Ring of Fire IV
Thomas thought he was going to swallow his own teeth in frustration. “And then, the next day? The sweet roll?”
Ursula’s eyes got watery. “Gisela was gone, and that old witch Mathilde had given the sweet roll to the chickens. And she wouldn’t tell me why she hadn’t packed it for Gisela’s trip, or who had taken her to Nuremburg. And Herr Schoenfeld fired me. And Mistress Anna was sick in bed. And they took Mathilde in to live with them. The witch.” Ursula’s full, quivering lip threatened the onset of full-blown weeping.
Larry’s voice was patient. “And you haven’t heard from Gisela? You seem to have been very close.”
“Oh, we were. We were. She liked me much more than that—”
“But you haven’t heard from her?”
“No. How could I? She’s only three, and if they have news of her, they don’t tell me. Which is very hurtful. I loved her like she was my own—”
Thomas saw the lower lip become unsteady again, jumped in. “And you say Frau Schoenfeld was suddenly ill?”
“Yes.” Ursula paused, frowned. “Although—” And then she thought.
Unwilling to disrupt this rare event, North and Quinn waited.
“Although,” repeated Ursula with a great frown after what seemed like the world’s longest ten-count, “Frau Schoenfeld took no medicines that I saw, and Mathilde was the only one allowed in her rooms, other than Herr Schoenfeld. Who was there all day. But he never sent for the doctor. But I was scared that Mistress Anna was very sick indeed. That maybe her new pregnancy was putting her in danger.”
“Why did you think that?”
“Well, because her family came to the house for a long time, that day. And it was such a busy day, too. All the Swiss children had arrived, and some were already being sent out into the fields and others were being sent further north, all the way to Ulm. And even so, Mistress Anna’s brothers came, even the oldest one—despite all the work he had to do with the children.”
“He works in the fields with the children?”

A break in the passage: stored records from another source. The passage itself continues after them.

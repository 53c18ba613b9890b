use anyhow::Context;
use async_trait::async_trait;
use serde::Serialize;
use tracing::{debug, info};

#[derive(Debug, Clone, Serialize)]
pub struct EmailMessage {
    pub to: String,
    pub subject: String,
    pub body: String,
}

/// Outbound email delivery.
#[async_trait]
pub trait Notifier: Send + Sync {
    async fn send(&self, message: &EmailMessage) -> anyhow::Result<()>;
}

/// Dev notifier: records that a message would have gone out. The body carries a live
/// verification link, so it is only logged (at debug) when `log_links` is set.
#[derive(Clone, Debug, Default)]
pub struct LogNotifier {
    log_links: bool,
}

impl LogNotifier {
    pub fn new(log_links: bool) -> Self {
        Self { log_links }
    }
}

#[async_trait]
impl Notifier for LogNotifier {
    async fn send(&self, message: &EmailMessage) -> anyhow::Result<()> {
        info!(to = %message.to, subject = %message.subject, "no mail relay configured, email not sent");
        if self.log_links {
            debug!(to = %message.to, body = %message.body, "undelivered email body");
        }
        Ok(())
    }
}

/// Posts each message as JSON to a mail relay.
#[derive(Clone)]
pub struct WebhookNotifier {
    client: reqwest::Client,
    url: String,
}

impl WebhookNotifier {
    pub fn new(url: impl Into<String>) -> Self {
        Self {
            client: reqwest::Client::new(),
            url: url.into(),
        }
    }
}

#[async_trait]
impl Notifier for WebhookNotifier {
    async fn send(&self, message: &EmailMessage) -> anyhow::Result<()> {
        self.client
            .post(&self.url)
            .json(message)
            .send()
            .await
            .context("mail relay request")?
            .error_for_status()
            .context("mail relay rejected message")?;
        Ok(())
    }
}


#[cfg(test)]
mod tests {
    use std::{io, sync::Arc};

    use parking_lot::Mutex;

    use super::*;

    #[derive(Clone, Default)]
    struct Captured(Arc<Mutex<Vec<u8>>>);

    impl io::Write for Captured {
        fn write(&mut self, buf: &[u8]) -> io::Result<usize> {
            self.0.lock().extend_from_slice(buf);
            Ok(buf.len())
        }

        fn flush(&mut self) -> io::Result<()> {
            Ok(())
        }
    }

    async fn logged(notifier: LogNotifier) -> String {
        let out = Captured::default();
        let writer = out.clone();
        let subscriber = tracing_subscriber::fmt()
            .with_max_level(tracing::Level::DEBUG)
            .with_ansi(false)
            .with_writer(move || writer.clone())
            .finish();
        let _guard = tracing::subscriber::set_default(subscriber);

        let message = EmailMessage {
            to: "a@example.com".into(),
            subject: "Confirm".into(),
            body: "http://localhost:3000/auth/verify?token=s3cr3t-token".into(),
        };
        notifier.send(&message).await.unwrap();
        let bytes = out.0.lock().clone();
        String::from_utf8(bytes).unwrap()
    }

    #[tokio::test]
    async fn log_notifier_keeps_links_out_of_logs_by_default() {
        let logs = logged(LogNotifier::default()).await;
        assert!(logs.contains("a@example.com"));
        assert!(!logs.contains("s3cr3t-token"));
    }

    #[tokio::test]
    async fn log_notifier_dumps_links_only_when_asked() {
        let logs = logged(LogNotifier::new(true)).await;
        assert!(logs.contains("s3cr3t-token"));
    }
}
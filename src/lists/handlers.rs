use axum::{
    extract::{Path, State},
    routing::{get, post},
    Json, Router,
};
use tracing::instrument;

use super::dto::{ItemRequest, ListView, ListsView, NewListRequest};
use crate::{auth::Principal, error::AuthError, state::AppState};

pub fn list_routes() -> Router<AppState> {
    Router::new()
        .route("/lists", get(show_lists).post(add_list))
        .route("/lists/:name", get(show_list).delete(remove_list))
        .route("/lists/:name/items", post(add_item))
        .route("/lists/:name/items/remove", post(remove_item))
}

fn required(value: &str, what: &'static str) -> Result<String, AuthError> {
    let trimmed = value.trim();
    if trimmed.is_empty() {
        return Err(AuthError::InvalidInput(what));
    }
    Ok(trimmed.to_string())
}

async fn lists_view(state: &AppState, who: &Principal) -> Result<Json<ListsView>, AuthError> {
    Ok(Json(ListsView {
        lists: state.lists.list_names(who).await?,
    }))
}

async fn list_view(
    state: &AppState,
    who: &Principal,
    name: String,
) -> Result<Json<ListView>, AuthError> {
    let items = state.lists.list_items(who, &name).await?;
    Ok(Json(ListView { name, items }))
}

#[instrument(skip_all, fields(user_id = %who.id()))]
pub async fn show_lists(
    State(state): State<AppState>,
    who: Principal,
) -> Result<Json<ListsView>, AuthError> {
    lists_view(&state, &who).await
}

#[instrument(skip(state, who, payload), fields(user_id = %who.id()))]
pub async fn add_list(
    State(state): State<AppState>,
    who: Principal,
    Json(payload): Json<NewListRequest>,
) -> Result<Json<ListsView>, AuthError> {
    let name = required(&payload.name, "List name is required")?;
    state.lists.add_list(&who, &name).await?;
    lists_view(&state, &who).await
}

#[instrument(skip(state, who), fields(user_id = %who.id()))]
pub async fn remove_list(
    State(state): State<AppState>,
    who: Principal,
    Path(name): Path<String>,
) -> Result<Json<ListsView>, AuthError> {
    state.lists.remove_list(&who, &name).await?;
    lists_view(&state, &who).await
}

#[instrument(skip(state, who), fields(user_id = %who.id()))]
pub async fn show_list(
    State(state): State<AppState>,
    who: Principal,
    Path(name): Path<String>,
) -> Result<Json<ListView>, AuthError> {
    list_view(&state, &who, name).await
}

#[instrument(skip(state, who, payload), fields(user_id = %who.id()))]
pub async fn add_item(
    State(state): State<AppState>,
    who: Principal,
    Path(name): Path<String>,
    Json(payload): Json<ItemRequest>,
) -> Result<Json<ListView>, AuthError> {
    let item = required(&payload.item, "Item is required")?;
    state.lists.add_item(&who, &name, &item).await?;
    list_view(&state, &who, name).await
}

#[instrument(skip(state, who, payload), fields(user_id = %who.id()))]
pub async fn remove_item(
    State(state): State<AppState>,
    who: Principal,
    Path(name): Path<String>,
    Json(payload): Json<ItemRequest>,
) -> Result<Json<ListView>, AuthError> {
    state.lists.remove_item(&who, &name, payload.item.trim()).await?;
    list_view(&state, &who, name).await
}

#[cfg(test)]
mod tests {
    use super::*;

    #[test]
    fn required_trims_and_rejects_blank() {
        assert_eq!(required("  milk ", "x").unwrap(), "milk");
        assert!(matches!(
            required("   ", "x"),
            Err(AuthError::InvalidInput("x"))
        ));
    }
}
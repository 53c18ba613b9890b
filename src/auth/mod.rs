use crate::state::AppState;
use axum::Router;

mod dto;
pub mod federated;
pub mod handlers;
pub mod local;
pub mod password;
pub mod session;
pub mod token;
pub mod verification;

pub use federated::{FederatedAuthenticator, GoogleProvider, IdentityProvider};
pub use local::LocalAuthenticator;
pub use session::{Principal, SessionManager};
pub use verification::VerificationManager;

pub fn router() -> Router<AppState> {
    Router::new()
        .merge(handlers::auth_routes())
        .merge(handlers::me_routes())
}
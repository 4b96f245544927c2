//! Triggers: pattern-matched action lists fired on a transition.

use crate::builder::ConfigError;
use crate::core::state::canonical;
use crate::core::{Action, Host, WILDCARD};
use crate::lifecycle::MachineError;
use serde::{Deserialize, Serialize};
use std::fmt;
use uuid::Uuid;

/// Identity of a trigger.
///
/// Fired-trigger bookkeeping compares these ids, never the patterns, so two
/// triggers with identical patterns stay distinguishable.
#[derive(Clone, Copy, Debug, PartialEq, Eq, Hash, Serialize, Deserialize)]
pub struct TriggerId(Uuid);

impl TriggerId {
    fn new() -> Self {
        TriggerId(Uuid::new_v4())
    }
}

impl fmt::Display for TriggerId {
    fn fmt(&self, f: &mut fmt::Formatter<'_>) -> fmt::Result {
        self.0.fmt(f)
    }
}

/// How a trigger was declared. Matching ignores it.
#[derive(Clone, Copy, Debug, PartialEq, Eq, Hash, Serialize, Deserialize)]
#[serde(rename_all = "snake_case")]
pub enum TriggerKind {
    Timestamp,
    OnEnter,
    OnExit,
    Generic,
}

/// One `from -> to` rule with the actions it runs.
pub struct Trigger<H> {
    id: TriggerId,
    owner: Option<String>,
    from: Vec<String>,
    to: Vec<String>,
    kind: TriggerKind,
    deferred: bool,
    actions: Vec<Action<H>>,
}

impl<H: Host> Trigger<H> {
    /// Create a trigger. Both pattern sets must be non-empty.
    pub fn new<F, T>(
        from: F,
        to: T,
        kind: TriggerKind,
        deferred: bool,
        actions: Vec<Action<H>>,
    ) -> Result<Self, ConfigError>
    where
        F: IntoIterator,
        F::Item: AsRef<str>,
        T: IntoIterator,
        T::Item: AsRef<str>,
    {
        let from: Vec<String> = from.into_iter().map(canonical).collect();
        let to: Vec<String> = to.into_iter().map(canonical).collect();
        if from.is_empty() || to.is_empty() {
            return Err(ConfigError::EmptyPattern {
                from: from.len(),
                to: to.len(),
            });
        }

        Ok(Self {
            id: TriggerId::new(),
            owner: None,
            from,
            to,
            kind,
            deferred,
            actions,
        })
    }

    /// Whether this trigger applies to a `from -> to` change.
    ///
    /// An absent `from` (a new object) only matches the wildcard.
    pub fn matches(&self, from: Option<&str>, to: Option<&str>, deferred: bool) -> bool {
        pattern_matches(&self.from, from)
            && pattern_matches(&self.to, to)
            && self.deferred == deferred
    }

    /// Run every action in order, stopping at the first error.
    pub(crate) fn fire(&self, host: &mut H, column: &str) -> Result<(), MachineError> {
        for action in &self.actions {
            action.invoke(host, column)?;
        }
        Ok(())
    }
}

impl<H> Trigger<H> {
    pub fn id(&self) -> TriggerId {
        self.id
    }

    /// Host type owning the definition this trigger belongs to.
    pub fn owner(&self) -> Option<&str> {
        self.owner.as_deref()
    }

    pub fn from(&self) -> &[String] {
        &self.from
    }

    pub fn to(&self) -> &[String] {
        &self.to
    }

    pub fn kind(&self) -> TriggerKind {
        self.kind
    }

    pub fn deferred(&self) -> bool {
        self.deferred
    }

    pub fn actions(&self) -> &[Action<H>] {
        &self.actions
    }

    pub(crate) fn set_owner(&mut self, owner: &str) {
        self.owner = Some(owner.to_string());
    }
}

fn pattern_matches(pattern: &[String], state: Option<&str>) -> bool {
    pattern
        .iter()
        .any(|p| p == WILDCARD || Some(p.as_str()) == state)
}

impl<H> Clone for Trigger<H> {
    fn clone(&self) -> Self {
        Self {
            id: self.id,
            owner: self.owner.clone(),
            from: self.from.clone(),
            to: self.to.clone(),
            kind: self.kind,
            deferred: self.deferred,
            actions: self.actions.clone(),
        }
    }
}

impl<H> fmt::Debug for Trigger<H> {
    fn fmt(&self, f: &mut fmt::Formatter<'_>) -> fmt::Result {
        f.debug_struct("Trigger")
            .field("id", &self.id)
            .field("owner", &self.owner)
            .field("from", &self.from)
            .field("to", &self.to)
            .field("kind", &self.kind)
            .field("deferred", &self.deferred)
            .field("actions", &self.actions)
            .finish()
    }
}
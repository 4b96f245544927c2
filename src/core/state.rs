//! Canonical state names.
//!
//! State columns store plain strings. Callers may hand in anything that
//! dereferences to a string (literals, owned strings, or enums generated by
//! [`state_enum!`](crate::state_enum)), and every lookup goes through the
//! same normalization so the two forms compare equal.

/// Pattern entry matching any state, including an absent previous value.
pub const WILDCARD: &str = "*";

/// Convert caller input into the canonical stored form.
pub fn canonical(name: impl AsRef<str>) -> String {
    name.as_ref().trim().to_string()
}

/// Treat an empty or whitespace-only column value as blank.
///
/// Hosts report blank columns either as `None` or as an empty string;
/// both collapse to `None` here.
pub fn non_blank(value: Option<String>) -> Option<String> {
    value.map(canonical).filter(|v| !v.is_empty())
}

/// Render an optional state the way error messages interpolate it.
pub fn display_or_empty(value: Option<&str>) -> &str {
    value.unwrap_or("")
}
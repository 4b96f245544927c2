//! Core building blocks shared by definitions and the lifecycle passes.
//!
//! - The `Host` contract through which column values are read and written
//! - Guard predicates gating entry into a state
//! - Actions run when a trigger fires
//! - Canonical state-name handling

mod action;
mod guard;
mod host;
pub mod state;

pub use action::{Action, ActionFn, BoxError};
pub use guard::{Guard, Predicate};
pub use host::Host;
pub use state::WILDCARD;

Ursula scowled at Thomas’ unthinkable stupidity. “No: he is in charge of recording their contracts at the Rathaus. Anna is the sister of Hans Kaspar Funk. Didn’t you know?”
Larry and Thomas looked at each other a long time before Thomas said. “No, we didn’t. And did anything else unusual happen that day?”
“No. But the next day, the other girls went to school also. No one saw them leave, either. And their families fired most of their servants too.”
Thomas managed not to look over at Larry again. “And what two girls were those?”
“Liesel Lay and Agatha von Pflummern. But with all those Swiss children running around, settling into their jobs in town, or traveling further north or east, it’s no surprise no one remembers seeing them leave. They are pretty much the same age as the ones who were arriving. It was all very confusing, that day.” Ursula paused, looked puzzled. “What was I saying? Was there something else you need me to tell you about Gisela?”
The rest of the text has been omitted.